Top Esteban off with a bolero leather hat, shades (light sensitivity from a 1980 near-career-ending collision with a drunken driver), side-zip ankle boots and the patter of a stuck-in-the-'60s-and-'70s Sedona-style hipster and you have the makings of, at the very least, a curiosity backed by the bona fides of a few years slaving away at the fingers of hero Segovia himself. It's clear he has a great time onstage - and really does put a mean wail of tasty flamenco licks on tunes you might not have imagined being played that way.
Who wouldn't smile at his conjuring the spirit of Elvis ("He's alive today. Come on down and grace us with the presence of your bright little soul.") before launching into a heartwarming "Love Me Tender"?
The almost-packed house at the intimate Cabaret Jazz room was all-in for Esteban's 4,000-year musical journey that included his adaptation of what he said was the first written music of mankind mixed into a snake charmer called Mediterana. Violinist daughter Teresa Joy (a cool undulating porcelain flamenco gypsy doll with plenty of talent), drummer John Freixas, Brett Hansen (subtly providing multiple instrumentation from his electric keyboard) and bassist Tony Smith played right along with the seemingly incongruous genre-bending to make for a fascinating evening.

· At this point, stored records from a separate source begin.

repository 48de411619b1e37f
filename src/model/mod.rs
pub mod config;
pub mod broker;
pub mod endpoint;
pub mod envelope;
pub mod fanout;
pub mod focus;
pub mod host_fns;
pub mod manifest;
pub mod permission;
pub mod registry;

pub use broker::{InboundMessage, ResponseRouting, RpcBroker};
pub use endpoint::{ChannelEndpoint, Connector, Endpoint, Posted};
pub use envelope::Envelope;
pub use focus::{FocusController, FocusState};
pub use manifest::{PluginDescriptor, PluginId};
pub use registry::PluginRegistry;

Between pithy autobiographical "long story short" bits, Esteban couldn't keep himself away from Medley Town. How about a little Celtic Dream ("Scottish/Irish druids from 800 AD") segueing into "The Last of the Mohicans" movie theme? Or try the nearly swoon-inducing flourishes of "Unchained Melody" mixed up with "Can't Help Falling In Love." And it works, especially the part where the blue-collar Pittsburgh native was a life-changing teenage moment away from following Dad into the steel mills (a newspaper ad for a guitar scholarship to Carnegie Mellon changed everything).
Seems as if Esteban will keep working this circuit as long as willing fans line up to give standing ovations to his truly en fuego "Fuego Malaguena." And why not? Especially when they get to see his daughter/accompanist also play the loving timekeeper who whispers to Dad that they need to wrap it up pretty soon - followed by identical Cheshire grins as they whip the crowd into a frenzy with their Speedy Gonzalez rendition of Del Shannon's "Runaway" before calmly sauntering into the lobby for an audience meet-and-greet/autograph session next to the merchandise table.